Our goal is to build an end-to-end speech recognition system using a federation of audio corpus training sets, through differentially private learning, to provide a robust, privacy-preserving scalable implementation, free from membership and reconstruction attacks, and also offering confidential model construction to the user analyst.

Introduction

Sotto Voce is a system for creating speech recognition models that solve the four fundamental privacy barriers to building an effective system for collaborative speech modeling. This framework allows speech data owners to combine their respective training resources for increased model accuracy 1] without the need to share raw data and 2] without revealing the set of models each partner needs to train, and guarantee to produce models that 3] will not leak who is in the data, or 4] anything they have been recorded saying.

Differential Privacy

Differential Privacy, deriving from roots in cryptography, is a formal, mathematical definition of privacy preservation. A differentially private algorithm typically injects a precisely calculated quantity of noise to the answer to any statistical query, sufficient to mask the possible contribution of any one individual to the result. Informally, it guarantees that any released query, statistical result, or model does not reveal information about any one single individual. Differential privacy provides the ability to formally reason about the privacy-loss of any output from the data, to provide guarantees against membership and reconstruction attacks.
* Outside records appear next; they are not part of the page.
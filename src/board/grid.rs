//! The board: a fixed-size grid of tiles plus hex-adjacency lookup.
//!
//! Every query is total: out-of-range coordinates return a neutral value
//! (`None`, `false`, `0`) and mutators refuse to touch anything off the
//! board. Rendering and rules code never special-case edges.
//!
//! Storage is an `im::Vector`, so cloning a board for an undo snapshot is
//! an O(1) structural share rather than a 3600-tile copy.

use im::Vector;
use serde::{Deserialize, Serialize};

use super::tile::Tile;
use crate::core::{Color, GridLocation};

/// A square board of `size * size` hex cells.
#[derive(Clone, Debug, PartialEq, Eq, Serialize, Deserialize)]
pub struct Board {
    size: usize,
    tiles: Vector<Tile>,
}

impl Board {
    /// Create a board of blank tiles.
    #[must_use]
    pub fn new(size: usize) -> Self {
        assert!(size > 0, "Board must have at least one cell");
        let tiles = (0..size * size)
            .map(|i| {
                Tile::new(GridLocation::new((i % size) as i32, (i / size) as i32))
            })
            .collect();
        Self { size, tiles }
    }

    /// Board side length.
    #[must_use]
    pub fn size(&self) -> usize {
        self.size
    }

    /// True if the location lies within `[0, size)` on both axes.
    #[must_use]
    pub fn in_range(&self, at: GridLocation) -> bool {
        at.x >= 0 && at.y >= 0 && (at.x as usize) < self.size && (at.y as usize) < self.size
    }

    fn index(&self, at: GridLocation) -> Option<usize> {
        if self.in_range(at) {
            Some(at.y as usize * self.size + at.x as usize)
        } else {
            None
        }
    }

    /// The tile at a location, or `None` out of range.
    #[must_use]
    pub fn tile_at(&self, at: GridLocation) -> Option<&Tile> {
        self.tiles.get(self.index(at)?)
    }

    /// Mutable access for the engine; off-board locations are untouchable.
    pub(crate) fn tile_mut(&mut self, at: GridLocation) -> Option<&mut Tile> {
        let idx = self.index(at)?;
        self.tiles.get_mut(idx)
    }

    /// Iterate over every tile in row-major order.
    pub fn iter(&self) -> impl Iterator<Item = &Tile> {
        self.tiles.iter()
    }

    /// Reset every tile to blank.
    pub fn reset(&mut self) {
        let size = self.size;
        *self = Board::new(size);
    }

    // === Total queries (neutral values off the board) ===

    /// A worker or tower stands here.
    #[must_use]
    pub fn has_piece(&self, at: GridLocation) -> bool {
        self.tile_at(at).is_some_and(Tile::has_piece)
    }

    /// Owner of the piece standing here, if any.
    #[must_use]
    pub fn piece_color(&self, at: GridLocation) -> Option<Color> {
        self.tile_at(at).and_then(Tile::piece_color)
    }

    #[must_use]
    pub fn has_tower(&self, at: GridLocation) -> bool {
        self.tile_at(at).is_some_and(Tile::is_tower)
    }

    /// Tower height; 0 for non-towers and off-board locations.
    #[must_use]
    pub fn tower_height(&self, at: GridLocation) -> u32 {
        self.tile_at(at).map_or(0, Tile::tower_height)
    }

    /// Anything non-blank: claimed tile, worker, or tower.
    #[must_use]
    pub fn has_tile(&self, at: GridLocation) -> bool {
        self.tile_at(at).is_some_and(|t| !t.is_blank())
    }

    #[must_use]
    pub fn is_worker_of(&self, at: GridLocation, color: Color) -> bool {
        self.tile_at(at).is_some_and(|t| t.is_worker_of(color))
    }

    #[must_use]
    pub fn is_selected_worker(&self, at: GridLocation) -> bool {
        self.tile_at(at).is_some_and(Tile::is_selected)
    }

    // === Adjacency ===

    /// At least one neighbor is non-blank (and on the board).
    #[must_use]
    pub fn has_neighbor_tile(&self, at: GridLocation) -> bool {
        at.neighbors().iter().any(|&n| self.has_tile(n))
    }

    /// At least one neighbor holds a worker of the given color.
    #[must_use]
    pub fn has_neighbor_worker(&self, at: GridLocation, color: Color) -> bool {
        at.neighbors().iter().any(|&n| self.is_worker_of(n, color))
    }

    /// All six neighbors are in range and hold workers of the given color.
    ///
    /// Edge cells can never be surrounded: an off-board neighbor fails
    /// the check.
    #[must_use]
    pub fn is_surrounded_by(&self, at: GridLocation, color: Color) -> bool {
        at.neighbors().iter().all(|&n| self.is_worker_of(n, color))
    }
}
//! Starting layouts: the character grid `GameEngine::setup` consumes.
//!
//! A layout is a small rectangular grid of cells:
//!
//! - `'R'` — red worker on a claimed tile
//! - `'B'` — blue worker on a claimed tile
//! - `'O'` — bare claimed tile
//! - anything else — blank
//!
//! Where layouts come from (asset files, editors, tests) is the caller's
//! concern; this type only holds the grid and answers cell lookups.

use std::convert::Infallible;
use std::str::FromStr;

use serde::{Deserialize, Serialize};

/// Red worker cell.
pub const RED_WORKER: char = 'R';
/// Blue worker cell.
pub const BLUE_WORKER: char = 'B';
/// Bare claimed tile cell.
pub const CLAIMED_TILE: char = 'O';

/// A rectangular starting-position grid.
#[derive(Clone, Debug, PartialEq, Eq, Serialize, Deserialize)]
pub struct Layout {
    rows: Vec<Vec<char>>,
    width: usize,
}

impl Layout {
    /// Build a layout from rows of cells. Ragged rows are allowed and read
    /// as blank past their end.
    #[must_use]
    pub fn from_rows(rows: Vec<Vec<char>>) -> Self {
        let width = rows.iter().map(Vec::len).max().unwrap_or(0);
        Self { rows, width }
    }

    /// Parse a layout from newline-separated text.
    ///
    /// ```
    /// use rise_engine::engine::Layout;
    ///
    /// let layout: Layout = ".RB.\n.O..".parse().unwrap();
    /// assert_eq!(layout.width(), 4);
    /// assert_eq!(layout.height(), 2);
    /// assert_eq!(layout.cell(1, 0), 'R');
    /// ```
    #[must_use]
    pub fn parse(text: &str) -> Self {
        Self::from_rows(text.lines().map(|line| line.chars().collect()).collect())
    }

    /// Number of columns (widest row).
    #[must_use]
    pub fn width(&self) -> usize {
        self.width
    }

    /// Number of rows.
    #[must_use]
    pub fn height(&self) -> usize {
        self.rows.len()
    }

    /// The cell at `(x, y)`; blank (`' '`) outside the grid.
    #[must_use]
    pub fn cell(&self, x: usize, y: usize) -> char {
        self.rows
            .get(y)
            .and_then(|row| row.get(x))
            .copied()
            .unwrap_or(' ')
    }
}

impl FromStr for Layout {
    type Err = Infallible;

    fn from_str(s: &str) -> Result<Self, Self::Err> {
        Ok(Layout::parse(s))
    }
}

#[cfg(test)]
mod tests {
    use super::*;

    #[test]
    fn test_parse_dimensions() {
        let layout = Layout::parse("RB\nOO\n..");
        assert_eq!(layout.width(), 2);
        assert_eq!(layout.height(), 3);
    }

    #[test]
    fn test_cells() {
        let layout = Layout::parse("R.\n.B");
        assert_eq!(layout.cell(0, 0), RED_WORKER);
        assert_eq!(layout.cell(1, 1), BLUE_WORKER);
        assert_eq!(layout.cell(1, 0), '.');
    }

    #[test]
    fn test_ragged_rows_read_blank() {
        let layout = Layout::parse("RBO\nR");
        assert_eq!(layout.width(), 3);
        assert_eq!(layout.cell(0, 1), 'R');
        assert_eq!(layout.cell(2, 1), ' ');
    }

    #[test]
    fn test_out_of_grid_is_blank() {
        let layout = Layout::parse("R");
        assert_eq!(layout.cell(5, 5), ' ');
    }

    #[test]
    fn test_empty_layout() {
        let layout = Layout::parse("");
        assert_eq!(layout.width(), 0);
        assert_eq!(layout.height(), 0);
    }
}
Reassuringly, the privacy guarantee is future-proof against a worst-case adversary, who may have unlimited computational power, employ attacks that are not yet known to the literature, and have unlimited auxiliary information to exploit about other values in the dataset.

Speech Recognition

The modern speech recognizer is a data-hungry beast. The tremendous increase in accuracies these systems have achieved in the last ten years is matched only by their demand for ever larger datasets. While industrial systems feast on 1000's of hours of training data, recognition systems built for the smaller niche use cases are forced to survive on tiny morsels. This disparity occurs when systems are expected to work in scenarios and languages for which data is scarce. While small pockets of such data are owned by various organizations, barriers commonly exist that prevent sharing. This lack of sharing capability can manifest itself in real-world financial costs to locate or create alternative data sources. Federated learning with differential privacy provides a framework for building models collaboratively, without revealing or leaking the raw sensitive data outside of the control of the individual data owners.